→ Your objective:
Using the records below, filter for lines that contain the string "returned" and copy them out.

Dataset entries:

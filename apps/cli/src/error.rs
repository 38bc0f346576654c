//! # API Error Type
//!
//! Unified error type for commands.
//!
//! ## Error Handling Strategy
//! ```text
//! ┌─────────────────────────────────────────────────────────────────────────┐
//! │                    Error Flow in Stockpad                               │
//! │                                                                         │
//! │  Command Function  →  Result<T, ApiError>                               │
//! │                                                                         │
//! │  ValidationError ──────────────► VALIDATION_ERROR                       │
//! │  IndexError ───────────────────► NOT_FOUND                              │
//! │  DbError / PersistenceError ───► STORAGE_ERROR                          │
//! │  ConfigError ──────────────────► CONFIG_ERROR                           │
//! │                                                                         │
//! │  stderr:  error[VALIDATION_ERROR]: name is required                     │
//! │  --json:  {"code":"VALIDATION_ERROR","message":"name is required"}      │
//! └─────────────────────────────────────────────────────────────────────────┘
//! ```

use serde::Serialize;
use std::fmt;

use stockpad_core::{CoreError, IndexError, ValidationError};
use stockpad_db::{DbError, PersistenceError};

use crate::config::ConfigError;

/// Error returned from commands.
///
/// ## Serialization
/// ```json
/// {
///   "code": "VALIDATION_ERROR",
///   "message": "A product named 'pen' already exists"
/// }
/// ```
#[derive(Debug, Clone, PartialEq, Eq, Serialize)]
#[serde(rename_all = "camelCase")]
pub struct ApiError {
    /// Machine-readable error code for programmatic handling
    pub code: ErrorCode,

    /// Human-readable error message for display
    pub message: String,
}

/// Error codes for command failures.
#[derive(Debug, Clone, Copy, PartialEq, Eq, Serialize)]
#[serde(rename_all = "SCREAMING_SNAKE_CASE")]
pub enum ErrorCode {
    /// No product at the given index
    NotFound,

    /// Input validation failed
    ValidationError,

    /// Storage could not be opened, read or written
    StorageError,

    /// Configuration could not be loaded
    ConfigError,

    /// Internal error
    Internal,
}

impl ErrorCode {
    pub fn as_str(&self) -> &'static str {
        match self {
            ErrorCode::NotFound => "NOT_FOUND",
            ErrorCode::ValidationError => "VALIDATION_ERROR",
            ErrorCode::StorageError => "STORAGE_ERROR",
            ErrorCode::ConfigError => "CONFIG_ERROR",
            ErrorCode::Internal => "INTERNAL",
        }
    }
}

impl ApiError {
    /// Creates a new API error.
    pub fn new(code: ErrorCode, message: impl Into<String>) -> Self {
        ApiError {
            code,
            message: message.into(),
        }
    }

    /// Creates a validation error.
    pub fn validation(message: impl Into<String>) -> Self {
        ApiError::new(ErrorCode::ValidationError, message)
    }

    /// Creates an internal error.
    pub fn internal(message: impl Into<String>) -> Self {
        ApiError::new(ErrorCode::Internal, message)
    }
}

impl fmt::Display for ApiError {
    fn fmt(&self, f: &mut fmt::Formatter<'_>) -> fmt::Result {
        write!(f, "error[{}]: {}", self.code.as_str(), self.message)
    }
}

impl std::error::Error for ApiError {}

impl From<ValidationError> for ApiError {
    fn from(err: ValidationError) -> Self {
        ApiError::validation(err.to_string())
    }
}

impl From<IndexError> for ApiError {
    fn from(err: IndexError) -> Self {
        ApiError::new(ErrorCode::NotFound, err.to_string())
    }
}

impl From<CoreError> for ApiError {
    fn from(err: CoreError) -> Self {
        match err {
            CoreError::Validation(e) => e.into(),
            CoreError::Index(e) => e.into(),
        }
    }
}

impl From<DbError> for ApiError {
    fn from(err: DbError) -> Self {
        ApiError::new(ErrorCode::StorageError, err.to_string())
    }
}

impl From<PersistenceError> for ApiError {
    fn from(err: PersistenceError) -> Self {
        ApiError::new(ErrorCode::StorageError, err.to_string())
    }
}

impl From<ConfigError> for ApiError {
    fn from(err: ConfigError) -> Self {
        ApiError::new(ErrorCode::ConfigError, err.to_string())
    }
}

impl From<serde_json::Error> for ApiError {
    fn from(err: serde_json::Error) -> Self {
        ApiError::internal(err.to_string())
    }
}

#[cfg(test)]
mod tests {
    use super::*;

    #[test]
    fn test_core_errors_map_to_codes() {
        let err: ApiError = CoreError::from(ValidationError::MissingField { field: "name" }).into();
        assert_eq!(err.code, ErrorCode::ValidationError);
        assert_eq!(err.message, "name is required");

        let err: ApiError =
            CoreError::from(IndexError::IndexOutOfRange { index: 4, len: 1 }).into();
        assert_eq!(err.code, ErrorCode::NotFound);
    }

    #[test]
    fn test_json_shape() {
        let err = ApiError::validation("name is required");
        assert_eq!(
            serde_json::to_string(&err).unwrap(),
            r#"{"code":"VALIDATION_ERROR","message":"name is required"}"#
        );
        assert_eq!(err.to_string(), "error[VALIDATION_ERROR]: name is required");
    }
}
...
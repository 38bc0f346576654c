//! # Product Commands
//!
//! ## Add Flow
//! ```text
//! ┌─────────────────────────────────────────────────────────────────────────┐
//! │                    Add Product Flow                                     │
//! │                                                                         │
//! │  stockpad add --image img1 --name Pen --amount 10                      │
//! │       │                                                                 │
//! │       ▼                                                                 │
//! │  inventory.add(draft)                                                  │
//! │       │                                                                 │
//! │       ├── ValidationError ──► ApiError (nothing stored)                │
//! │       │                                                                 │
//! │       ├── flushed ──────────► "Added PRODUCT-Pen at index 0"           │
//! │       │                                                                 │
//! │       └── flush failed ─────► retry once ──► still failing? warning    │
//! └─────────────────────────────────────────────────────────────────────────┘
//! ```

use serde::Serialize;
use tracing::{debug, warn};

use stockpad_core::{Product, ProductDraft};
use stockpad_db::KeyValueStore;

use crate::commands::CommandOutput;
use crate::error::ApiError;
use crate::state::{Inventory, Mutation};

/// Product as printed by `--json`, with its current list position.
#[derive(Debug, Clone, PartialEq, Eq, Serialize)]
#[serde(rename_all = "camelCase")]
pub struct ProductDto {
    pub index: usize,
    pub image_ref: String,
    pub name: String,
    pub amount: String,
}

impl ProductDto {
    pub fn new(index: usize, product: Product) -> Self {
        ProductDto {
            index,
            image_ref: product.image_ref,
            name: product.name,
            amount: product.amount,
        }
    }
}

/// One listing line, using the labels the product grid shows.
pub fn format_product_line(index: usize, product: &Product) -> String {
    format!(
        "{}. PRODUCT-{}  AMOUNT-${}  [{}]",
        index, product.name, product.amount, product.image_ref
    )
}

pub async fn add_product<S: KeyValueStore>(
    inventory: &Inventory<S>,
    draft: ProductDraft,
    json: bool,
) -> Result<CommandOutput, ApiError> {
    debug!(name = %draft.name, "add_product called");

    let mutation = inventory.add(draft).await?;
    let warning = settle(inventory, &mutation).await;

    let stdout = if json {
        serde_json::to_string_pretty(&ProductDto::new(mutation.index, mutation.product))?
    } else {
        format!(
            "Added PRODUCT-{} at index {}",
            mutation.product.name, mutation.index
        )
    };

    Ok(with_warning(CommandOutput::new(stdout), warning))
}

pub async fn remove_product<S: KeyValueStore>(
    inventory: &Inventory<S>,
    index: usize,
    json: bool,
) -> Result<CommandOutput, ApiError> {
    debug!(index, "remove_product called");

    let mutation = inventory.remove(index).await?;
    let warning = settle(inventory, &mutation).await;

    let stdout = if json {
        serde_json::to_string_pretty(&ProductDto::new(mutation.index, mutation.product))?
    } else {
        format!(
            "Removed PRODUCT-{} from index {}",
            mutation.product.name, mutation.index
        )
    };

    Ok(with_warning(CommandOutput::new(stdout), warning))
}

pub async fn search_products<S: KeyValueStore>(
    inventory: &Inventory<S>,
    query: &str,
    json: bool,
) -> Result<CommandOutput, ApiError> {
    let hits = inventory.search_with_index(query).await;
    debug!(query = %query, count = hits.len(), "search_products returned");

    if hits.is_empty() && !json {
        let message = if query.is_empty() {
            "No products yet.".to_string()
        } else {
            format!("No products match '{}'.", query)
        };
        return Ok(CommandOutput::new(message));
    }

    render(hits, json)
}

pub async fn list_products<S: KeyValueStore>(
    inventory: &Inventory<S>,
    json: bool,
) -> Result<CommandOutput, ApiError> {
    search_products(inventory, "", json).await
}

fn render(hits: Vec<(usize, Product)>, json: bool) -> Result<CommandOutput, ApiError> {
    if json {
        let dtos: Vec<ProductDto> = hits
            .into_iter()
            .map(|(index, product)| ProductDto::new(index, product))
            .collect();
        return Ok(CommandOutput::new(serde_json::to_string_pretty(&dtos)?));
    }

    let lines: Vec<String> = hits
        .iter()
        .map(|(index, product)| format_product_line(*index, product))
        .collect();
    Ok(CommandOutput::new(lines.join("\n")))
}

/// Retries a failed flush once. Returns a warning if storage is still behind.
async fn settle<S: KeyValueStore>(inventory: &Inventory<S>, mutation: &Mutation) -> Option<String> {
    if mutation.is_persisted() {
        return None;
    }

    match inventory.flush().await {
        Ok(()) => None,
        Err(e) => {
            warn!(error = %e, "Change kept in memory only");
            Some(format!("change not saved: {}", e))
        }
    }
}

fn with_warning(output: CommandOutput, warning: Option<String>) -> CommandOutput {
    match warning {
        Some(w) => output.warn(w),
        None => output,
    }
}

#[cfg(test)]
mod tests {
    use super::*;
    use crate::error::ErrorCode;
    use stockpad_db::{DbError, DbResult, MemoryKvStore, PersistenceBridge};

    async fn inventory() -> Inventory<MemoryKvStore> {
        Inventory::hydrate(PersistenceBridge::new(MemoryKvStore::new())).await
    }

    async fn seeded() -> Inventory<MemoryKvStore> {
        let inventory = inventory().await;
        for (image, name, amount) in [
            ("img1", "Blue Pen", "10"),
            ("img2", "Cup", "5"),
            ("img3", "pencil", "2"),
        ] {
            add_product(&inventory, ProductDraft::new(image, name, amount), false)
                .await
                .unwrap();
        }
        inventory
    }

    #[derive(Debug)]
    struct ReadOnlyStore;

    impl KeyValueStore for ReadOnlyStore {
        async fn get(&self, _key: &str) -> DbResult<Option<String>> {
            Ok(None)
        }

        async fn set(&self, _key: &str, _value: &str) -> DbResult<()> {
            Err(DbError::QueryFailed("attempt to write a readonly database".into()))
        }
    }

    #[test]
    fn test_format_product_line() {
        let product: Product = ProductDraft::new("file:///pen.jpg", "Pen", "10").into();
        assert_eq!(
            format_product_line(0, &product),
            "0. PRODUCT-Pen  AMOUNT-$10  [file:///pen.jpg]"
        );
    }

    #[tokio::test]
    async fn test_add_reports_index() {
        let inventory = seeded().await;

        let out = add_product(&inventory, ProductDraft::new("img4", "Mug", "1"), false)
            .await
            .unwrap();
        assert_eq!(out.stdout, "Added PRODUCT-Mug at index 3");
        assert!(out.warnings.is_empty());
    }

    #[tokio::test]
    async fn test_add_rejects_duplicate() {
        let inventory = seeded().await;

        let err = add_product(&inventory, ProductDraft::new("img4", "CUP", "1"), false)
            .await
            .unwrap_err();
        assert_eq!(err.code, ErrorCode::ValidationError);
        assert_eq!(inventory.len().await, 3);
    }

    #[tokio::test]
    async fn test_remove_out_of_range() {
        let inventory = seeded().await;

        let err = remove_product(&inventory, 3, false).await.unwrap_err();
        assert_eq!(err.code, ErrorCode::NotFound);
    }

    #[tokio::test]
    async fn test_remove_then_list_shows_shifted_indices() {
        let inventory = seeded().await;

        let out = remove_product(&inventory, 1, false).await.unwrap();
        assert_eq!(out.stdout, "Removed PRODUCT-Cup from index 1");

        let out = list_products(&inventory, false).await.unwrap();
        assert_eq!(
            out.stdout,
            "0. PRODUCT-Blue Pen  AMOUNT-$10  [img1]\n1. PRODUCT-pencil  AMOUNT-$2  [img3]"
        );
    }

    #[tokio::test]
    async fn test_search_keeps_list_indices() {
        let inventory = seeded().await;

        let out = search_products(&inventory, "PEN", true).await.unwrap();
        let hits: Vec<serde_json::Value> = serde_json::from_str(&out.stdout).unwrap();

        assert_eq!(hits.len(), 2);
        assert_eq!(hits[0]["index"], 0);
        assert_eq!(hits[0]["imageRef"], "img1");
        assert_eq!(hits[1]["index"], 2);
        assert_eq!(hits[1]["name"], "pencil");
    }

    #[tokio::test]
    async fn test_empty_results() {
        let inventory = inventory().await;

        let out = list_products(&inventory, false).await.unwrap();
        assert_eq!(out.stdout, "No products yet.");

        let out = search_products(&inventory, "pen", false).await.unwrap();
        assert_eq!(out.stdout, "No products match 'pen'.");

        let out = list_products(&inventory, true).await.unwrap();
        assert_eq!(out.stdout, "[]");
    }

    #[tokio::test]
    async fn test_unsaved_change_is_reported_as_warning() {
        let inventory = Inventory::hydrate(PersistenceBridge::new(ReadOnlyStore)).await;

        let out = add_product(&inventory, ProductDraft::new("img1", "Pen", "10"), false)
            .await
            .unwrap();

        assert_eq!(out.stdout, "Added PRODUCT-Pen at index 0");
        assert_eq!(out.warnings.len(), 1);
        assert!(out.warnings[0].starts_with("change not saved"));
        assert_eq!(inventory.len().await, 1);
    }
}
---
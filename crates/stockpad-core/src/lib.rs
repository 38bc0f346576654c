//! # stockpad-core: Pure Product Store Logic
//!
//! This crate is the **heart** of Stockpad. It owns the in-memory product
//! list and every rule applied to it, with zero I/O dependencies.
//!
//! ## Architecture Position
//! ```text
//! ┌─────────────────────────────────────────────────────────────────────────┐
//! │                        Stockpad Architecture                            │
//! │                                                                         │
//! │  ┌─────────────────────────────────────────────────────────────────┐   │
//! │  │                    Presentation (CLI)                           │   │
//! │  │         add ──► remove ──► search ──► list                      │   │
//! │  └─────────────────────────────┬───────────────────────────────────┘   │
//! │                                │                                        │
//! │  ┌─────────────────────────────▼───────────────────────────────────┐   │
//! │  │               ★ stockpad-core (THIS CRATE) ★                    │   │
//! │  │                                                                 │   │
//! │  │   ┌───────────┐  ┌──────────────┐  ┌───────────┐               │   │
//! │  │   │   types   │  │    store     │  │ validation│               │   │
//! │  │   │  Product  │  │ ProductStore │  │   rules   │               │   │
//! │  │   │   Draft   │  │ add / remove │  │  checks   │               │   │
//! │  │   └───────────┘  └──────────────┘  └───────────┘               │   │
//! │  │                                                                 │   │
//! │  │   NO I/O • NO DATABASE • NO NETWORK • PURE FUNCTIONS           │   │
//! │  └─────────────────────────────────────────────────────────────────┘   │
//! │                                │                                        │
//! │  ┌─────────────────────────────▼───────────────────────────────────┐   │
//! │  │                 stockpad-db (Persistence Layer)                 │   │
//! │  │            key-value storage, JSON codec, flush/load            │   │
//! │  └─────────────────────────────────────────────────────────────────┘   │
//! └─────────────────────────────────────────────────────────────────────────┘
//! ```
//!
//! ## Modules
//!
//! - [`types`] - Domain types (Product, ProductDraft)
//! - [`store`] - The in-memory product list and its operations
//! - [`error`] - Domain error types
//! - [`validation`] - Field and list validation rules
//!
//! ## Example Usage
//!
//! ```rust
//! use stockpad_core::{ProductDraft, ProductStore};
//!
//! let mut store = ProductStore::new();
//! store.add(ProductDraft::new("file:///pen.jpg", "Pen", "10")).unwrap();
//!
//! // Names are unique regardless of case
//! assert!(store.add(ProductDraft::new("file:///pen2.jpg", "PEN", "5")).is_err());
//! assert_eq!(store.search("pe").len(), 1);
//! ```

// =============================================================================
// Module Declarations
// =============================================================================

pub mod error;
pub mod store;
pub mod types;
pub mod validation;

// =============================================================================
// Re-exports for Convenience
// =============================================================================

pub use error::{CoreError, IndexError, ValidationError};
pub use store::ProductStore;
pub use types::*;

→ Response for this exercise:
/// Error returned from commands.
    debug!(query = %query, count = hits.len(), "search_products returned");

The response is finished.